In light of the 2011 census and UK Immigration laws changing once again, our firm found it necessary to conduct a review of our legal representation service.
(PRWEB UK) 20 December 2012
A Kings Court Chambers spokesperson said: “In light of the 2011 census and UK Immigration laws changing once again, our firm found it necessary to conduct a review of our legal representation service. In recent weeks we have stepped up our efforts to employ the services of some of the UK’s top UK Immigration Barristers, who are highly skilled in providing legal representation.”
The news of the review by Kings Court Chambers comes after UK Immigration laws were changed on December 13th and following the 2011 census, which provides a comprehensive review of peoples’ thoughts concerning UK Immigration.
A statement from Kings Court Chambers, said: “After conducting our own review of the 2011 census, we concluded that UK Immigration is a topic that resonates with people. Those seeking immigration to the UK are in need of our assistance and we want to ensure that we are able to provide the best legal representation we can for current and potential clients, hence the reason for our review.”
Legal representation is usually needed in cases involving UK Asylum, Bail, Human Rights cases and UK Visa Appeals. Furthermore, Judicial Review cases also require legal representation.
An additional statement from Kings Court Chambers said: “As the process of gaining entry to the UK becomes more complicated, a number of people are left confused about their options. The review of our legal representation service has seen the addition of three highly qualified immigration barristers to our personnel, all of who can provide much needed assistance to current and potential clients.”

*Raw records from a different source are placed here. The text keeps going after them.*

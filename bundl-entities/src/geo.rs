use itertools::Itertools;
use std::{fmt, str::FromStr};
use thiserror::Error;

pub const LAT_DEG_MIN: f64 = -90.0;
pub const LAT_DEG_MAX: f64 = 90.0;
pub const LNG_DEG_MIN: f64 = -180.0;
pub const LNG_DEG_MAX: f64 = 180.0;

#[derive(Debug, Clone, PartialEq, Error)]
pub enum GeoCoordinateError {
    #[error("Invalid latitude degrees: {0}")]
    Latitude(f64),
    #[error("Invalid longitude degrees: {0}")]
    Longitude(f64),
    #[error("Failed to parse coordinate: {0}")]
    Parse(String),
}

/// A geographical position in degrees.
///
/// Both components are range checked on construction,
/// i.e. a `GeoCoordinate` is always valid.
#[derive(Clone, Copy, Debug, PartialEq)]
pub struct GeoCoordinate {
    lat: f64,
    lng: f64,
}

impl GeoCoordinate {
    pub fn try_from_lat_lng_deg(lat: f64, lng: f64) -> Result<Self, GeoCoordinateError> {
        if !is_valid_lat_deg(lat) {
            return Err(GeoCoordinateError::Latitude(lat));
        }
        if !is_valid_lng_deg(lng) {
            return Err(GeoCoordinateError::Longitude(lng));
        }
        Ok(Self { lat, lng })
    }

    /// Panics in debug builds if the degrees are out of range.
    pub fn from_lat_lng_deg(lat: f64, lng: f64) -> Self {
        debug_assert!(is_valid_lat_deg(lat));
        debug_assert!(is_valid_lng_deg(lng));
        Self { lat, lng }
    }

    pub const fn lat(self) -> f64 {
        self.lat
    }

    pub const fn lng(self) -> f64 {
        self.lng
    }

    pub const fn to_lat_lng_deg(self) -> (f64, f64) {
        (self.lat, self.lng)
    }
}

pub fn is_valid_lat_deg(lat: f64) -> bool {
    (LAT_DEG_MIN..=LAT_DEG_MAX).contains(&lat)
}

pub fn is_valid_lng_deg(lng: f64) -> bool {
    (LNG_DEG_MIN..=LNG_DEG_MAX).contains(&lng)
}

impl fmt::Display for GeoCoordinate {
    fn fmt(&self, f: &mut fmt::Formatter) -> fmt::Result {
        write!(f, "{},{}", self.lat, self.lng)
    }
}

impl FromStr for GeoCoordinate {
    type Err = GeoCoordinateError;

    fn from_str(s: &str) -> Result<Self, Self::Err> {
        let Some((lat_str, lng_str)) = s.split(',').map(str::trim).collect_tuple() else {
            return Err(GeoCoordinateError::Parse(s.to_owned()));
        };
        match (lat_str.parse::<f64>(), lng_str.parse::<f64>()) {
            (Ok(lat), Ok(lng)) => Self::try_from_lat_lng_deg(lat, lng),
            (Err(err), _) => Err(GeoCoordinateError::Parse(format!(
                "Invalid latitude '{lat_str}': {err}"
            ))),
            (_, Err(err)) => Err(GeoCoordinateError::Parse(format!(
                "Invalid longitude '{lng_str}': {err}"
            ))),
        }
    }
}

#[derive(Clone, Copy, Debug, Default, PartialEq, PartialOrd)]
pub struct Distance(pub f64);

impl Distance {
    pub const fn from_meters(meters: f64) -> Self {
        Self(meters)
    }

    pub const fn to_meters(self) -> f64 {
        self.0
    }
}

impl fmt::Display for Distance {
    fn fmt(&self, f: &mut fmt::Formatter) -> fmt::Result {
        write!(f, "{:.1} m", self.0)
    }
}
//! Geohash encoding by interval halving.
//!
//! Bits alternate between longitude (first) and latitude.
//! Each group of 5 bits is one character of [`BASE32_ALPHABET`].

use crate::usecases::Error;
use bundl_entities::{
    geo::{
        is_valid_lat_deg, is_valid_lng_deg, GeoCoordinate, LAT_DEG_MAX, LAT_DEG_MIN, LNG_DEG_MAX,
        LNG_DEG_MIN,
    },
    geohash::{base32_index, Geohash, BASE32_ALPHABET},
};

const BITS_PER_CHAR: u8 = 5;

type Result<T> = std::result::Result<T, Error>;

/// Approximate cell dimensions in degrees for a precision level.
#[derive(Debug, Clone, Copy, PartialEq)]
pub struct GridSize {
    pub lat_deg: f64,
    pub lng_deg: f64,
}

impl GridSize {
    const fn new(lat_deg: f64, lng_deg: f64) -> Self {
        Self { lat_deg, lng_deg }
    }
}

pub const MAX_TABULATED_PRECISION: usize = 9;

/// Longer geohashes exceed the resolution of `f64` coordinates.
pub const MAX_PRECISION: usize = 22;

const FALLBACK_GRID_SIZE: GridSize = GridSize::new(0.00001, 0.00001);

/// The approximate grid size for a precision level.
///
/// Returns `None` if the precision is not tabulated.
pub const fn tabulated_grid_size(precision: usize) -> Option<GridSize> {
    let size = match precision {
        1 => GridSize::new(45.0, 45.0),                             // ~5000 km
        2 => GridSize::new(11.25, 5.625),                           // ~1250 km x 625 km
        3 => GridSize::new(1.40625, 1.40625),                       // ~156 km
        4 => GridSize::new(0.3515625, 0.17578125),                  // ~39 km x 19.5 km
        5 => GridSize::new(0.0439453125, 0.0439453125),             // ~4.9 km
        6 => GridSize::new(0.010986328125, 0.0054931640625),        // ~1.2 km x 0.6 km
        7 => GridSize::new(0.001373291015625, 0.001373291015625),   // ~153 m
        8 => GridSize::new(0.000343322753906, 0.000171661376953),   // ~38 m x 19 m
        9 => GridSize::new(0.000042915344238, 0.000042915344238),   // ~4.8 m
        _ => return None,
    };
    Some(size)
}

/// The approximate grid size for a precision level.
///
/// Precision levels beyond the table use a tiny placeholder size,
/// which results in a very fine grid.
pub fn approximate_grid_size(precision: usize) -> GridSize {
    tabulated_grid_size(precision).unwrap_or(FALLBACK_GRID_SIZE)
}

#[derive(Debug, Clone, Copy)]
struct Interval {
    min: f64,
    max: f64,
}

impl Interval {
    const fn new(min: f64, max: f64) -> Self {
        Self { min, max }
    }

    fn mid(self) -> f64 {
        (self.min + self.max) / 2.0
    }

    /// Narrow to the upper (`true`) or lower (`false`) half.
    fn narrow(&mut self, upper: bool) {
        let mid = self.mid();
        if upper {
            self.min = mid;
        } else {
            self.max = mid;
        }
    }
}

/// The bounds of a decoded geohash cell.
#[derive(Debug, Clone, Copy, PartialEq)]
pub struct CellBounds {
    pub min_lat: f64,
    pub max_lat: f64,
    pub min_lng: f64,
    pub max_lng: f64,
}

impl CellBounds {
    pub fn center(&self) -> GeoCoordinate {
        GeoCoordinate::from_lat_lng_deg(
            (self.min_lat + self.max_lat) / 2.0,
            (self.min_lng + self.max_lng) / 2.0,
        )
    }

    pub fn contains(&self, pos: GeoCoordinate) -> bool {
        (self.min_lat..=self.max_lat).contains(&pos.lat())
            && (self.min_lng..=self.max_lng).contains(&pos.lng())
    }
}

pub fn encode(lat: f64, lng: f64, precision: usize) -> Result<Geohash> {
    if !is_valid_lat_deg(lat) {
        return Err(Error::Latitude(lat));
    }
    if !is_valid_lng_deg(lng) {
        return Err(Error::Longitude(lng));
    }
    if !(1..=MAX_PRECISION).contains(&precision) {
        return Err(Error::Precision);
    }

    let mut lat_range = Interval::new(LAT_DEG_MIN, LAT_DEG_MAX);
    let mut lng_range = Interval::new(LNG_DEG_MIN, LNG_DEG_MAX);

    let mut hash = String::with_capacity(precision);
    let mut is_lng = true;
    let mut bit = 0;
    let mut index = 0;

    while hash.len() < precision {
        let (range, value) = if is_lng {
            (&mut lng_range, lng)
        } else {
            (&mut lat_range, lat)
        };
        let upper = value > range.mid();
        range.narrow(upper);
        index = (index << 1) | usize::from(upper);
        is_lng = !is_lng;

        bit += 1;
        if bit == BITS_PER_CHAR {
            hash.push(char::from(BASE32_ALPHABET[index]));
            bit = 0;
            index = 0;
        }
    }

    Ok(Geohash::new_unchecked(hash))
}

pub fn encode_coordinate(pos: GeoCoordinate, precision: usize) -> Result<Geohash> {
    encode(pos.lat(), pos.lng(), precision)
}

pub fn decode_bounds(hash: &Geohash) -> CellBounds {
    let mut lat_range = Interval::new(LAT_DEG_MIN, LAT_DEG_MAX);
    let mut lng_range = Interval::new(LNG_DEG_MIN, LNG_DEG_MAX);
    let mut is_lng = true;

    for c in hash.as_str().chars() {
        let Some(index) = base32_index(c) else {
            continue;
        };
        for shift in (0..BITS_PER_CHAR).rev() {
            let upper = (index >> shift) & 1 == 1;
            if is_lng {
                lng_range.narrow(upper);
            } else {
                lat_range.narrow(upper);
            }
            is_lng = !is_lng;
        }
    }

    CellBounds {
        min_lat: lat_range.min,
        max_lat: lat_range.max,
        min_lng: lng_range.min,
        max_lng: lng_range.max,
    }
}

/// The centroid of the cell, not the originally encoded position.
pub fn decode_geohash(hash: &Geohash) -> GeoCoordinate {
    decode_bounds(hash).center()
}

pub fn decode(hash: &str) -> Result<GeoCoordinate> {
    let hash: Geohash = hash.parse()?;
    Ok(decode_geohash(&hash))
}

/// The surrounding cells in the order N, NE, E, SE, S, SW, W, NW.
///
/// Neighbors outside of the valid coordinate range are omitted.
pub fn neighbors(hash: &Geohash) -> Vec<Geohash> {
    let center = decode_geohash(hash);
    let precision = hash.precision();
    let GridSize { lat_deg, lng_deg } = approximate_grid_size(precision);
    let offsets = [
        (lat_deg, 0.0),
        (lat_deg, lng_deg),
        (0.0, lng_deg),
        (-lat_deg, lng_deg),
        (-lat_deg, 0.0),
        (-lat_deg, -lng_deg),
        (0.0, -lng_deg),
        (lat_deg, -lng_deg),
    ];
    offsets
        .into_iter()
        .filter_map(|(lat_offset, lng_offset)| {
            encode(
                center.lat() + lat_offset,
                center.lng() + lng_offset,
                precision,
            )
            .ok()
        })
        .collect()
}

#[cfg(test)]
mod tests {

    use super::*;
    use crate::util::geo::distance_meters;
    use rand::prelude::*;

    fn gh(s: &str) -> Geohash {
        s.parse().unwrap()
    }

    #[test]
    fn encode_known_positions() {
        assert_eq!(encode(12.9716, 77.5946, 7).unwrap(), gh("tdr1v9q"));
        assert_eq!(encode(57.64911, 10.40744, 11).unwrap(), gh("u4pruydqqvj"));
        assert_eq!(encode(0.0, 0.0, 5).unwrap(), gh("7zzzz"));
        assert_eq!(encode(90.0, 180.0, 5).unwrap(), gh("zzzzz"));
        assert_eq!(encode(-90.0, -180.0, 5).unwrap(), gh("00000"));
    }

    #[test]
    fn encode_is_deterministic() {
        let mut rng = rand::thread_rng();
        for _ in 0..1_000 {
            let lat = rng.gen_range(-90.0..=90.0);
            let lng = rng.gen_range(-180.0..=180.0);
            let precision = rng.gen_range(1..=12);
            assert_eq!(
                encode(lat, lng, precision).unwrap(),
                encode(lat, lng, precision).unwrap()
            );
        }
    }

    #[test]
    fn encode_alphabet_and_length() {
        for precision in 1..=12 {
            let hash = encode(12.9716, 77.5946, precision).unwrap();
            assert_eq!(hash.precision(), precision);
            assert!(hash
                .as_str()
                .bytes()
                .all(|b| BASE32_ALPHABET.contains(&b)));
        }
    }

    #[test]
    fn encode_with_invalid_arguments() {
        assert_eq!(encode(90.1, 0.0, 5), Err(Error::Latitude(90.1)));
        assert_eq!(encode(-90.1, 0.0, 5), Err(Error::Latitude(-90.1)));
        assert_eq!(encode(0.0, 180.1, 5), Err(Error::Longitude(180.1)));
        assert_eq!(encode(0.0, -180.1, 5), Err(Error::Longitude(-180.1)));
        assert_eq!(encode(0.0, 0.0, 0), Err(Error::Precision));
        assert_eq!(encode(0.0, 0.0, MAX_PRECISION + 1), Err(Error::Precision));
        assert_eq!(encode(0.0, 0.0, usize::MAX), Err(Error::Precision));
        assert_eq!(encode(0.0, 0.0, MAX_PRECISION).unwrap().precision(), MAX_PRECISION);
        assert!(encode(f64::NAN, 0.0, 5).is_err());
    }

    #[test]
    fn decode_with_invalid_arguments() {
        assert!(matches!(decode(""), Err(Error::Geohash(_))));
        assert!(matches!(decode("tdr1a"), Err(Error::Geohash(_))));
        assert!(matches!(decode("TDR1"), Err(Error::Geohash(_))));
    }

    #[test]
    fn decode_returns_the_cell_centroid() {
        let pos = decode("tdr1v9q").unwrap();
        let bounds = decode_bounds(&gh("tdr1v9q"));
        assert!(bounds.contains(GeoCoordinate::from_lat_lng_deg(12.9716, 77.5946)));
        assert_eq!(pos, bounds.center());
        assert_eq!(pos.to_lat_lng_deg(), (12.971420288085938, 77.59437561035156));
    }

    #[test]
    fn decode_near_the_encoded_position() {
        let (lat, lng) = (12.9716, 77.5946);
        let pos = decode(encode(lat, lng, 7).unwrap().as_str()).unwrap();
        assert!(distance_meters(lat, lng, pos.lat(), pos.lng()) < 80.0);

        let pos = decode(encode(lat, lng, 6).unwrap().as_str()).unwrap();
        assert!((pos.lat() - lat).abs() < 0.01);
        assert!((pos.lng() - lng).abs() < 0.01);
    }

    #[test]
    fn reencoding_the_centroid_is_idempotent() {
        let mut rng = rand::thread_rng();
        for _ in 0..1_000 {
            let precision = rng.gen_range(1..=12);
            let hash: String = (0..precision)
                .map(|_| char::from(BASE32_ALPHABET[rng.gen_range(0..32)]))
                .collect();
            let pos = decode(&hash).unwrap();
            assert_eq!(
                encode(pos.lat(), pos.lng(), precision).unwrap().as_str(),
                hash
            );
        }
    }

    #[test]
    fn decode_boundary_positions() {
        for (lat, lng) in [(90.0, 180.0), (-90.0, -180.0), (0.0, 0.0)] {
            let hash = encode(lat, lng, 5).unwrap();
            let bounds = decode_bounds(&hash);
            assert!(bounds.contains(GeoCoordinate::from_lat_lng_deg(lat, lng)));
        }
    }

    #[test]
    fn grid_sizes() {
        assert_eq!(
            approximate_grid_size(7),
            GridSize::new(0.001373291015625, 0.001373291015625)
        );
        assert_eq!(approximate_grid_size(2), GridSize::new(11.25, 5.625));
        assert!(tabulated_grid_size(0).is_none());
        assert!(tabulated_grid_size(10).is_none());
        assert_eq!(approximate_grid_size(10), FALLBACK_GRID_SIZE);
    }

    #[test]
    fn neighbors_of_a_cell() {
        let neighbors = neighbors(&gh("tdr1yhk"));
        assert_eq!(
            neighbors,
            ["tdr1yhs", "tdr1yht", "tdr1yhm", "tdr1yhj", "tdr1yhh", "tdr1yh5", "tdr1yh7", "tdr1yhe"]
                .into_iter()
                .map(gh)
                .collect::<Vec<_>>()
        );
    }

    #[test]
    fn neighbors_have_the_same_precision() {
        let neighbors = neighbors(&gh("dr5ru"));
        assert!(!neighbors.is_empty());
        assert!(neighbors.len() <= 8);
        assert!(neighbors.iter().all(|n| n.precision() == 5));
        assert!(!neighbors.contains(&gh("dr5ru")));
    }

    #[test]
    fn neighbors_at_the_pole_are_omitted() {
        let corner = encode(90.0, 180.0, 3).unwrap();
        assert!(neighbors(&corner).len() < 8);
    }
}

Kings Court Chambers specialise in public access work in UK and European immigration law, nationality and asylum law. Kings Court Chambers has Immigration Barristers who deal with all types of immigration cases, simple or complex, across the many fields of immigration law including: entry clearance, leave to remain, settlement, removal, deportation and detention, and covering visits, education, employment and family reunion.